No economic indicator will be more closely watched throughout 2016 than inflation. It will determine how much you pay for a house or a car, how much you earn on your savings account and how the stocks perform in your 401k.

In other words, inflation is at the center of the economic universe because it will determine the trajectory of interest rates. And interest rates, because they establish the costs for borrowing and lending money, determine an array of important consumer spending and saving habits.

No one will be watching inflation closer than Federal Reserve policy makers, who are charged with setting interest rates. The Fed would like to lift interest rates back to a level between 4%-5%, one seen ahead of the 2008 financial crisis. But weak inflation is holding them back.

The Fed had hoped to raise rates as much as four times in 2016, to about 1.25%, basing that hypothetical upward trajectory on a strengthening U.S. jobs market that would lift wages and ultimately consumer prices, ie., inflation.

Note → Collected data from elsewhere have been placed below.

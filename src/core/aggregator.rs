/*
 * Folds per-file summaries (plus an optional seed description of the project) into
 * the final report.
 *
 * When the rendered summaries fit the threshold they are sent in one prompt.
 * Otherwise the text is cut into roughly equal parts, each part is summarized on
 * its own, and the joined part results are folded again. The recursion depth is
 * capped; at the cap the text is truncated to the threshold and summarized once.
 */
use crate::core::config::{CODE_SUMMARIES_PLACEHOLDER, SEED_PLACEHOLDER};
use crate::core::file_node::{SummaryStore, summary_is_present};
use crate::core::llm_client::SummarizerOperations;
use serde_json::Value;

pub const MAX_AGGREGATION_DEPTH: usize = 4;

fn render_summary_value(value: &Value) -> String {
    match value {
        Value::String(text) => text.clone(),
        other => serde_json::to_string_pretty(other).unwrap_or_else(|_| other.to_string()),
    }
}

/*
 * Renders every present summary as `[<path>]\n<summary>`, in path order, separated
 * by blank lines.
 */
pub fn render_aggregate(summaries: &SummaryStore) -> String {
    summaries
        .iter()
        .filter(|(_, summary)| summary_is_present(summary))
        .map(|(path, summary)| format!("[{path}]\n{}", render_summary_value(summary)))
        .collect::<Vec<_>>()
        .join("\n\n")
}

/*
 * Splits `text` into `ceil(len / threshold)` parts of `len / parts` characters; the
 * last part takes the remainder. Lengths are counted in chars, so multi-byte text is
 * never cut inside a code point.
 */
pub fn split_into_parts(text: &str, threshold: usize) -> Vec<String> {
    let chars: Vec<char> = text.chars().collect();
    let len = chars.len();
    if len == 0 || threshold == 0 || len <= threshold {
        return vec![text.to_string()];
    }
    let parts = len.div_ceil(threshold);
    let part_size = len / parts;
    (0..parts)
        .map(|i| {
            let start = i * part_size;
            let end = if i + 1 == parts { len } else { start + part_size };
            chars[start..end].iter().collect()
        })
        .collect()
}

/*
 * Fills the final template with the seed text and the aggregated summaries.
 */
pub fn render_final_prompt(template: &str, seed: &str, code_summaries: &str) -> String {
    template
        .replace(SEED_PLACEHOLDER, seed)
        .replace(CODE_SUMMARIES_PLACEHOLDER, code_summaries)
}

fn truncate_chars(text: &str, max_chars: usize) -> &str {
    match text.char_indices().nth(max_chars) {
        Some((byte_index, _)) => &text[..byte_index],
        None => text,
    }
}

pub struct FinalAggregator<'a> {
    summarizer: &'a dyn SummarizerOperations,
    prompt_template: &'a str,
    threshold: usize,
}

impl<'a> FinalAggregator<'a> {
    pub fn new(
        summarizer: &'a dyn SummarizerOperations,
        prompt_template: &'a str,
        threshold: usize,
    ) -> Self {
        FinalAggregator {
            summarizer,
            prompt_template,
            threshold,
        }
    }

    /*
     * Produces the final report text. An empty string means the last model call
     * failed.
     */
    pub fn aggregate(&self, seed: &str, summaries: &SummaryStore) -> String {
        let aggregate = render_aggregate(summaries);
        log::info!(
            "Aggregator: Folding {} summaries ({} chars, threshold {}).",
            summaries.len(),
            aggregate.chars().count(),
            self.threshold
        );
        self.fold(seed, &aggregate, 0)
    }

    fn summarize_once(&self, seed: &str, text: &str) -> Option<String> {
        self.summarizer
            .summarize(&render_final_prompt(self.prompt_template, seed, text))
    }

    fn fold(&self, seed: &str, text: &str, depth: usize) -> String {
        let len = text.chars().count();
        if len <= self.threshold {
            return self.summarize_once(seed, text).unwrap_or_else(|| {
                log::error!("Aggregator: Final summarization call failed at depth {depth}.");
                String::new()
            });
        }

        if depth >= MAX_AGGREGATION_DEPTH {
            log::warn!(
                "Aggregator: Depth cap {MAX_AGGREGATION_DEPTH} reached with {len} chars left, truncating to {}.",
                self.threshold
            );
            return self
                .summarize_once(seed, truncate_chars(text, self.threshold))
                .unwrap_or_default();
        }

        let parts = split_into_parts(text, self.threshold);
        log::info!(
            "Aggregator: Depth {depth}: {len} chars exceed threshold, splitting into {} parts.",
            parts.len()
        );
        let folded = parts
            .iter()
            .enumerate()
            .map(|(index, part)| {
                self.summarize_once(seed, part).unwrap_or_else(|| {
                    log::error!("Aggregator: Part {index} at depth {depth} failed, continuing without it.");
                    String::new()
                })
            })
            .collect::<Vec<_>>()
            .join("\n");
        self.fold(seed, &folded, depth + 1)
    }
}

For the most part, the U.S. has cooperated with this plan. The rest of the world, not so much. Given recent concerns for global growth, most economists now believe the Fed will raise rates once -- or at most twice -- more in 2016.

A rate increase at the Fed’s March 15-16 meeting, once a virtual certainty, is now highly unlikely.

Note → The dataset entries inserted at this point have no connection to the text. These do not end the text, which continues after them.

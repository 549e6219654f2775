/*
 * Loads and validates the summarizer configuration.
 *
 * Configuration is a JSON document holding the context budget, concurrency limits,
 * the model endpoint, scanner classification tables and named prompt scenarios.
 * Every field has a default, so a partial file (or no file at all) yields a usable
 * configuration. A project may carry its own `source_summarizer.json` whose
 * top-level keys replace the global ones.
 *
 * Validation happens once, before any model call: the chosen scenario must exist,
 * its templates must be present and contain their placeholders, and the budgets
 * must be positive.
 */
use crate::core::path_utils;
use serde::{Deserialize, Serialize};
use serde_json::Value;
use std::collections::BTreeMap;
use std::fs::File;
use std::io::{self, BufReader};
use std::path::{Path, PathBuf};

pub const CONFIG_FILENAME: &str = "config.json";
pub const PROJECT_CONFIG_FILENAME: &str = "source_summarizer.json";
pub const DEFAULT_SCENARIO: &str = "direct";
pub const BATCH_CONTENT_PLACEHOLDER: &str = "{batch_content}";
pub const SEED_PLACEHOLDER: &str = "{initial_summary}";
pub const CODE_SUMMARIES_PLACEHOLDER: &str = "{code_summaries}";

#[derive(Debug)]
pub enum ConfigError {
    Io(io::Error),
    Serde(serde_json::Error),
    NotFound(PathBuf),
    UnknownScenario(String),
    MissingTemplate {
        scenario: String,
        field: &'static str,
    },
    MissingPlaceholder {
        scenario: String,
        field: &'static str,
        placeholder: &'static str,
    },
    NonPositiveContextLength,
    NoWorkers,
}

impl From<io::Error> for ConfigError {
    fn from(err: io::Error) -> Self {
        ConfigError::Io(err)
    }
}

impl From<serde_json::Error> for ConfigError {
    fn from(err: serde_json::Error) -> Self {
        ConfigError::Serde(err)
    }
}

impl std::fmt::Display for ConfigError {
    fn fmt(&self, f: &mut std::fmt::Formatter<'_>) -> std::fmt::Result {
        match self {
            ConfigError::Io(e) => write!(f, "Configuration I/O error: {e}"),
            ConfigError::Serde(e) => write!(f, "Configuration parse error: {e}"),
            ConfigError::NotFound(p) => write!(f, "Configuration file not found: {p:?}"),
            ConfigError::UnknownScenario(name) => {
                write!(f, "Scenario '{name}' is not defined in the configuration")
            }
            ConfigError::MissingTemplate { scenario, field } => {
                write!(f, "Scenario '{scenario}' has an empty {field}")
            }
            ConfigError::MissingPlaceholder {
                scenario,
                field,
                placeholder,
            } => write!(
                f,
                "Scenario '{scenario}': {field} must contain the {placeholder} placeholder"
            ),
            ConfigError::NonPositiveContextLength => {
                write!(f, "max_context_length must be at least 2")
            }
            ConfigError::NoWorkers => write!(f, "max_concurrent_requests must be at least 1"),
        }
    }
}

impl std::error::Error for ConfigError {
    fn source(&self) -> Option<&(dyn std::error::Error + 'static)> {
        match self {
            ConfigError::Io(e) => Some(e),
            ConfigError::Serde(e) => Some(e),
            _ => None,
        }
    }
}

pub type Result<T> = std::result::Result<T, ConfigError>;

#[derive(Debug, Clone, PartialEq, Serialize, Deserialize)]
#[serde(default)]
pub struct ApiSettings {
    pub base_url: String,
    pub api_key: Option<String>,
    pub api_key_env: String,
    pub model: String,
    pub stream: bool,
    pub timeout_secs: u64,
}

impl Default for ApiSettings {
    fn default() -> Self {
        ApiSettings {
            base_url: "https://api.openai.com/v1".to_string(),
            api_key: None,
            api_key_env: "SUMMARIZER_API_KEY".to_string(),
            model: "gpt-4o-mini".to_string(),
            stream: true,
            timeout_secs: 60,
        }
    }
}

/*
 * Classification tables and filters used when scanning a project.
 * `languages` maps a language tag to file extensions (with leading dot);
 * `file_categories` maps a category to exact file names. Files matching no
 * category are "code".
 */
#[derive(Debug, Clone, PartialEq, Serialize, Deserialize)]
#[serde(default)]
pub struct ScanConfig {
    pub scan_hidden: bool,
    pub languages: BTreeMap<String, Vec<String>>,
    pub file_categories: BTreeMap<String, Vec<String>>,
    pub exclude_dirs: Vec<String>,
    pub binary_extensions: Vec<String>,
}

fn string_list(items: &[&str]) -> Vec<String> {
    items.iter().map(|s| s.to_string()).collect()
}

impl Default for ScanConfig {
    fn default() -> Self {
        let languages = [
            ("python", &[".py"][..]),
            ("javascript", &[".js", ".jsx"]),
            ("typescript", &[".ts", ".tsx"]),
            ("go", &[".go"]),
            ("java", &[".java"]),
            ("c", &[".c", ".h"]),
            ("cpp", &[".cpp", ".hpp", ".cc", ".cxx"]),
            ("rust", &[".rs"]),
            ("ruby", &[".rb"]),
            ("php", &[".php"]),
            ("swift", &[".swift"]),
            ("kotlin", &[".kt"]),
            ("scala", &[".scala"]),
            ("r", &[".r"]),
            ("csharp", &[".cs"]),
            ("objective-c", &[".m", ".mm"]),
        ]
        .into_iter()
        .map(|(lang, exts)| (lang.to_string(), string_list(exts)))
        .collect();

        let file_categories = [
            (
                "config",
                &[
                    "package.json",
                    "requirements.txt",
                    "Pipfile",
                    "yarn.lock",
                    "Makefile",
                    "webpack.config.js",
                    "next.config.js",
                    ".babelrc",
                    ".eslintrc",
                    ".prettierrc",
                ][..],
            ),
            (
                "dependency",
                &["pom.xml", "build.gradle", "Cargo.toml", "composer.json"],
            ),
            ("runtime", &["next.config.js", ".env"]),
        ]
        .into_iter()
        .map(|(category, names)| (category.to_string(), string_list(names)))
        .collect();

        ScanConfig {
            scan_hidden: false,
            languages,
            file_categories,
            exclude_dirs: string_list(&["node_modules", "dist", "build", ".git", "__pycache__", "target"]),
            binary_extensions: string_list(&[
                ".png", ".jpg", ".jpeg", ".gif", ".bmp", ".pdf", ".mp4", ".avi", ".exe", ".dll",
                ".zip", ".rar",
            ]),
        }
    }
}

fn default_use_seed() -> bool {
    true
}

#[derive(Debug, Clone, PartialEq, Serialize, Deserialize)]
pub struct ScenarioConfig {
    #[serde(default)]
    pub batch_summary_prompt: String,
    #[serde(default)]
    pub final_summary_prompt: String,
    #[serde(default = "default_use_seed")]
    pub use_seed: bool,
}

const DIRECT_BATCH_PROMPT: &str = "You will receive the contents of several source files. \
Each file starts with a [FILE PATH: ...] line, its content sits between [BEGIN] and [END], \
and files are separated by ===FILE_SEPARATOR===.\n\
Summarize every file. Reply with a single JSON object and nothing else: each key is a file \
path exactly as given, each value is an object with the fields \"summary\" (what the file does), \
\"key_elements\" (important types and functions) and \"dependencies\" (notable imports).\n\n\
{batch_content}";

const DIRECT_FINAL_PROMPT: &str = "Below is a preliminary description of a project followed by \
summaries of its source files.\n\n\
Preliminary description:\n{initial_summary}\n\n\
File summaries:\n{code_summaries}\n\n\
Write the final project report in Markdown. Include a title and overview of the functionality, \
a walkthrough of the main components, technology tags, keywords, the build and runtime \
environment, and notes on where the code differs from the preliminary description.";

const USAGE_BATCH_PROMPT: &str = "Summarize how each of the following source files is meant to \
be used by a developer (entry points, public API, configuration). Files are separated by \
===FILE_SEPARATOR===. Reply with a single JSON object mapping each file path exactly as given \
to an object with the fields \"usage\" and \"public_api\".\n\n{batch_content}";

const USAGE_FINAL_PROMPT: &str = "Using the per-file usage notes below, write a practical usage \
guide for the project in Markdown: installation, configuration, main commands or entry points, \
and examples.\n\n{code_summaries}";

#[derive(Debug, Clone, PartialEq, Serialize, Deserialize)]
#[serde(default)]
pub struct SummarizerConfig {
    pub max_context_length: usize,
    pub max_concurrent_requests: usize,
    pub max_invocations: Option<usize>,
    pub skip_extensions: Vec<String>,
    pub api: ApiSettings,
    pub scan: ScanConfig,
    pub scenarios: BTreeMap<String, ScenarioConfig>,
}

impl Default for SummarizerConfig {
    fn default() -> Self {
        let mut scenarios = BTreeMap::new();
        scenarios.insert(
            DEFAULT_SCENARIO.to_string(),
            ScenarioConfig {
                batch_summary_prompt: DIRECT_BATCH_PROMPT.to_string(),
                final_summary_prompt: DIRECT_FINAL_PROMPT.to_string(),
                use_seed: true,
            },
        );
        scenarios.insert(
            "usage".to_string(),
            ScenarioConfig {
                batch_summary_prompt: USAGE_BATCH_PROMPT.to_string(),
                final_summary_prompt: USAGE_FINAL_PROMPT.to_string(),
                use_seed: false,
            },
        );
        SummarizerConfig {
            max_context_length: 100_000,
            max_concurrent_requests: 1,
            max_invocations: None,
            skip_extensions: string_list(&[".md"]),
            api: ApiSettings::default(),
            scan: ScanConfig::default(),
            scenarios,
        }
    }
}

/*
 * A scenario that passed validation, together with the budgets derived from the
 * global settings. This is what the run pipeline consumes.
 */
#[derive(Debug, Clone, PartialEq)]
pub struct ResolvedScenario {
    pub name: String,
    pub batch_prompt: String,
    pub final_prompt: String,
    pub use_seed: bool,
    pub batch_threshold: usize,
    pub max_concurrent_requests: usize,
    pub max_invocations: Option<usize>,
}

impl SummarizerConfig {
    /*
     * Budget for a single combined prompt's file or summary content: half of the
     * model context, leaving the other half for the template and the answer.
     */
    pub fn batch_threshold(&self) -> usize {
        self.max_context_length / 2
    }

    /*
     * Checks the budgets and the named scenario and returns the templates a run
     * needs. Fails before any model call is made.
     */
    pub fn validate(&self, name: &str) -> Result<ResolvedScenario> {
        if self.batch_threshold() == 0 {
            return Err(ConfigError::NonPositiveContextLength);
        }
        if self.max_concurrent_requests == 0 {
            return Err(ConfigError::NoWorkers);
        }
        let scenario = self
            .scenarios
            .get(name)
            .ok_or_else(|| ConfigError::UnknownScenario(name.to_string()))?;

        let checks: [(&'static str, &str, &'static str); 2] = [
            (
                "batch_summary_prompt",
                &scenario.batch_summary_prompt,
                BATCH_CONTENT_PLACEHOLDER,
            ),
            (
                "final_summary_prompt",
                &scenario.final_summary_prompt,
                CODE_SUMMARIES_PLACEHOLDER,
            ),
        ];
        for (field, template, placeholder) in checks {
            if template.trim().is_empty() {
                return Err(ConfigError::MissingTemplate {
                    scenario: name.to_string(),
                    field,
                });
            }
            if !template.contains(placeholder) {
                return Err(ConfigError::MissingPlaceholder {
                    scenario: name.to_string(),
                    field,
                    placeholder,
                });
            }
        }
        if scenario.use_seed && !scenario.final_summary_prompt.contains(SEED_PLACEHOLDER) {
            log::warn!(
                "Config: Scenario '{name}' uses a seed description but its final_summary_prompt has no {SEED_PLACEHOLDER} placeholder."
            );
        }

        Ok(ResolvedScenario {
            name: name.to_string(),
            batch_prompt: scenario.batch_summary_prompt.clone(),
            final_prompt: scenario.final_summary_prompt.clone(),
            use_seed: scenario.use_seed,
            batch_threshold: self.batch_threshold(),
            max_concurrent_requests: self.max_concurrent_requests,
            max_invocations: self.max_invocations,
        })
    }
}

/*
 * Shallow merge: every top-level key of `overrides` replaces the same key of `base`.
 */
fn merge_top_level(base: &mut Value, overrides: Value) {
    if let (Value::Object(base_map), Value::Object(override_map)) = (base, overrides) {
        for (key, value) in override_map {
            base_map.insert(key, value);
        }
    }
}

fn read_json_value(path: &Path) -> Result<Value> {
    let file = File::open(path)?;
    Ok(serde_json::from_reader(BufReader::new(file))?)
}

pub trait ConfigManagerOperations: Send + Sync {
    /*
     * Loads the effective configuration: the explicit file if given (it must exist),
     * otherwise the per-user config file if present, otherwise the built-in defaults;
     * then applies the project-level override file found under `project_root`.
     */
    fn load_config(
        &self,
        explicit_path: Option<&Path>,
        project_root: Option<&Path>,
    ) -> Result<SummarizerConfig>;
}

pub struct CoreConfigManager {
    app_name: String,
}

impl CoreConfigManager {
    pub fn new(app_name: &str) -> Self {
        CoreConfigManager {
            app_name: app_name.to_string(),
        }
    }

    fn user_config_path(&self) -> Option<PathBuf> {
        path_utils::get_base_app_config_local_dir(&self.app_name)
            .map(|dir| dir.join(CONFIG_FILENAME))
    }
}

impl ConfigManagerOperations for CoreConfigManager {
    fn load_config(
        &self,
        explicit_path: Option<&Path>,
        project_root: Option<&Path>,
    ) -> Result<SummarizerConfig> {
        let mut merged = serde_json::to_value(SummarizerConfig::default())?;

        match explicit_path {
            Some(path) => {
                if !path.exists() {
                    return Err(ConfigError::NotFound(path.to_path_buf()));
                }
                merge_top_level(&mut merged, read_json_value(path)?);
                log::info!("Config: Loaded configuration from {path:?}.");
            }
            None => match self.user_config_path() {
                Some(path) if path.exists() => {
                    merge_top_level(&mut merged, read_json_value(&path)?);
                    log::info!("Config: Loaded user configuration from {path:?}.");
                }
                _ => log::info!("Config: No configuration file found, using built-in defaults."),
            },
        }

        if let Some(root) = project_root {
            let project_config = root.join(PROJECT_CONFIG_FILENAME);
            if project_config.exists() {
                match read_json_value(&project_config) {
                    Ok(overrides) => {
                        merge_top_level(&mut merged, overrides);
                        log::info!("Config: Applied project configuration {project_config:?}.");
                    }
                    Err(e) => log::error!(
                        "Config: Failed to load project configuration {project_config:?}, ignoring it: {e}"
                    ),
                }
            }
        }

        Ok(serde_json::from_value(merged)?)
    }
}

“The U.S. economy is stable, not great but stable. The world economy is one problem after another,” said Cliff Waldman, senior economist for the Manufacturers Alliance for Productivity and Innovation (MAPI), a public policy and economics research organization in Arlington, Va. “For inflation to rise in the U.S. what has to happen is very simple -- the global economy has to at least stabilize.”

A stabilized global economy would go a long way toward lifting wages in the U.S., according to Waldman. Stronger economies, particularly in Europe and China, would gin up demand for U.S. goods, creating jobs that would help lift wages.

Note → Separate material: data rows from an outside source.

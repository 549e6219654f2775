/*
 * Output files written next to the project document: the timestamped final report,
 * a Markdown outline of the scanned tree and a plain list of file paths.
 */
use crate::core::file_node::TreeNode;
use std::fs;
use std::io;
use std::path::{Path, PathBuf};
use time::OffsetDateTime;
use time::macros::format_description;

pub const TREE_MARKDOWN_FILENAME: &str = "project_tree.md";
pub const FILE_LIST_FILENAME: &str = "project_files.txt";
pub const REPORT_EXTENSION: &str = "md";

/*
 * `<base>_YYYYmmdd_HHMMSS.md`, so repeated runs never overwrite earlier reports.
 */
pub fn report_file_name(base_name: &str, timestamp: OffsetDateTime) -> String {
    let stamp = timestamp
        .format(format_description!(
            "[year][month][day]_[hour][minute][second]"
        ))
        .unwrap_or_else(|_| timestamp.unix_timestamp().to_string());
    format!("{base_name}_{stamp}.{REPORT_EXTENSION}")
}

/*
 * Writes the report as `<base_name>_<timestamp>.md` in `output_dir`, using local
 * time when available. Returns the path written.
 */
pub fn write_final_report(output_dir: &Path, base_name: &str, report: &str) -> io::Result<PathBuf> {
    fs::create_dir_all(output_dir)?;
    let now = OffsetDateTime::now_local().unwrap_or_else(|_| OffsetDateTime::now_utc());
    let path = output_dir.join(report_file_name(base_name, now));
    fs::write(&path, report)?;
    log::info!("ReportWriter: Final report written to {path:?}.");
    Ok(path)
}

fn push_tree_lines(node: &TreeNode, depth: usize, lines: &mut Vec<String>) {
    let indent = " ".repeat(depth * 4);
    match node {
        TreeNode::Directory(dir) => {
            lines.push(format!("{indent}- **{}**", dir.name));
            for child in &dir.children {
                push_tree_lines(child, depth + 1, lines);
            }
        }
        TreeNode::File(file) => lines.push(format!("{indent}- {}", file.name)),
    }
}

/*
 * Nested Markdown list of the tree: four spaces per level, directories in bold.
 */
pub fn render_tree_markdown(tree: &TreeNode) -> String {
    let mut lines = Vec::new();
    push_tree_lines(tree, 0, &mut lines);
    lines.join("\n")
}

/*
 * Writes `project_tree.md` next to the project document.
 */
pub fn write_tree_markdown(output_dir: &Path, tree: &TreeNode) -> io::Result<PathBuf> {
    let path = output_dir.join(TREE_MARKDOWN_FILENAME);
    fs::write(&path, render_tree_markdown(tree))?;
    Ok(path)
}

/* One relative path per line. */
pub fn write_file_list(output_dir: &Path, tree: &TreeNode) -> io::Result<PathBuf> {
    let path = output_dir.join(FILE_LIST_FILENAME);
    fs::write(&path, tree.file_paths().join("\n"))?;
    Ok(path)
}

Stronger global economies could also lower the value of the U.S. dollar as it would prompt investors to spread their money around among a slew of healthy currencies. Instead, investors have been ploughing money into the dollar, pushing its valuation higher. A strong U.S. dollar makes U.S. exports more expensive, a situation that has hammered domestic manufacturers in recent months.

“If we had a weaker dollar, they’d be buying our stuff. But they’re not,” said Waldman. “The strong dollar is making a weak demand for our goods situation all the more worse.”

Ideally, the U.S. economy would be humming along with inflation hovering at about a 2% annual growth rate. That 2% growth rate is viewed as healthy by economists because it means prices are rising modestly as wages move higher. And the reason wages move higher is because there are lots of jobs available and employers have to pay more for the most qualified workers. But despite strong monthly job creation and the unemployment rate falling to 4.9% in January, a seven-and-a-half year low, wages for U.S. workers haven’t risen accordingly.

A little bit of inflation is good, but a lot of inflation – so-called runaway inflation – is bad. That’s when prices are rising so quickly – much faster than wages -- that consumers’ paychecks become stretched way too thin.

What’s arguably worse than runaway inflation is deflation. That’s when prices slip into freefall because of lack of consumer demand and it’s extremely difficult to break out of because consumers get caught in a mindset of falling prices and cut back on their spending, hoping prices will fall further.

Inflation watchers got a modest boost last week with the release of a key measure of core consumer prices, or those that exclude the volatile food and energy categories. The CPI index rose 2.3% year-over-year in January, lending support to the Fed’s longstanding prediction that inflation will gradually rise toward the central bank’s 2% target.

“Friday’s CPI report should have raised the Fed’s confidence that inflation is gradually trending back to 2%,” said PineBridge Investments Chief Economist Markus Schomer.

Schomer said inflation is at the center of the Fed’s long-term rate hike strategy.

“The way I see it, inflation is the reason the Fed has adopted a tightening bias, but it doesn’t drive the meeting-to-meeting decision whether to raise or not. That decision is driven by data, market volatility and the extent to which rate hikes are priced in,” he said.